> **What this task involves**
When you copy the entries, keep every word exactly as it stands.

> **Extracted entries**
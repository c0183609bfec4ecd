use serde::{Deserialize, Serialize};
use serde_json::Value;

pub mod settings;

pub const NO_NAME: &str = "No name provided";
pub const NO_ADDRESS: &str = "No address provided";
pub const NO_BUSINESS_STATUS: &str = "No business status provided";

/// Verdict of the input topic classifier.
#[derive(Debug, Clone, Serialize, Deserialize, PartialEq, Eq)]
pub struct InputScanResult {
    pub is_off_topic: bool,
    pub reason: String,
}

/// Verdict of the output tone classifier.
#[derive(Debug, Clone, Serialize, Deserialize, PartialEq, Eq)]
pub struct OutputScanResult {
    pub contains_profanity: bool,
    pub explanation: String,
}

/// One place returned by the places search, in the shape handed to the model.
///
/// Optional fields serialize as `null` so every record carries the same keys.
#[derive(Debug, Clone, Serialize, Deserialize, PartialEq)]
pub struct PlaceOfInterest {
    pub name: String,
    pub description: String,
    pub business_status: Option<String>,
    pub opening_hours: Option<Value>,
    pub rating: Option<f64>,
    pub types: Option<Vec<String>>,
    pub user_ratings_total: Option<u64>,
}

#[derive(Debug, Clone, Serialize, Deserialize, PartialEq, Eq)]
pub struct WeatherForecastEntry {
    pub time: String,
    pub description: String,
    pub temp: String,
}

impl WeatherForecastEntry {
    pub fn new(
        time: impl Into<String>,
        description: impl Into<String>,
        temp_celsius: impl std::fmt::Display,
    ) -> Self {
        Self {
            time: time.into(),
            description: description.into(),
            temp: format!("{temp_celsius}°C"),
        }
    }

    /// Sentinel entry returned in place of a forecast when the lookup fails.
    pub fn error(message: impl std::fmt::Display) -> Self {
        Self {
            time: String::new(),
            description: format!("Parsing error: {message}"),
            temp: String::new(),
        }
    }

    pub fn is_error(&self) -> bool {
        self.time.is_empty() && self.temp.is_empty()
    }
}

> **Exercise output**
repository c0183609bfec4ecd
use serde::{Deserialize, Serialize};
use serde_json::Value;

pub mod settings;

pub const NO_NAME: &str = "No name provided";
pub const NO_ADDRESS: &str = "No address provided";
pub const NO_BUSINESS_STATUS: &str = "No business status provided";

/// Verdict of the input topic classifier.
#[derive(Debug, Clone, Serialize, Deserialize, PartialEq, Eq)]
pub struct InputScanResult {
    pub is_off_topic: bool,
    pub reason: String,
}

/// Verdict of the output tone classifier.
#[derive(Debug, Clone, Serialize, Deserialize, PartialEq, Eq)]
pub struct OutputScanResult {
    pub contains_profanity: bool,
    pub explanation: String,
}

/// One place returned by the places search, in the shape handed to the model.
///
/// Optional fields serialize as `null` so every record carries the same keys.
#[derive(Debug, Clone, Serialize, Deserialize, PartialEq)]
pub struct PlaceOfInterest {
    pub name: String,
    pub description: String,
    pub business_status: Option<String>,
    pub opening_hours: Option<Value>,
    pub rating: Option<f64>,
    pub types: Option<Vec<String>>,
    pub user_ratings_total: Option<u64>,
}

#[derive(Debug, Clone, Serialize, Deserialize, PartialEq, Eq)]
pub struct WeatherForecastEntry {
    pub time: String,
    pub description: String,
    pub temp: String,
}

impl WeatherForecastEntry {
    pub fn new(
        time: impl Into<String>,
        description: impl Into<String>,
        temp_celsius: impl std::fmt::Display,
    ) -> Self {
        Self {
            time: time.into(),
            description: description.into(),
            temp: format!("{temp_celsius}°C"),
        }
    }

    /// Sentinel entry returned in place of a forecast when the lookup fails.
    pub fn error(message: impl std::fmt::Display) -> Self {
        Self {
            time: String::new(),
            description: format!("Parsing error: {message}"),
            temp: String::new(),
        }
    }

    pub fn is_error(&self) -> bool {
        self.time.is_empty() && self.temp.is_empty()
    }
}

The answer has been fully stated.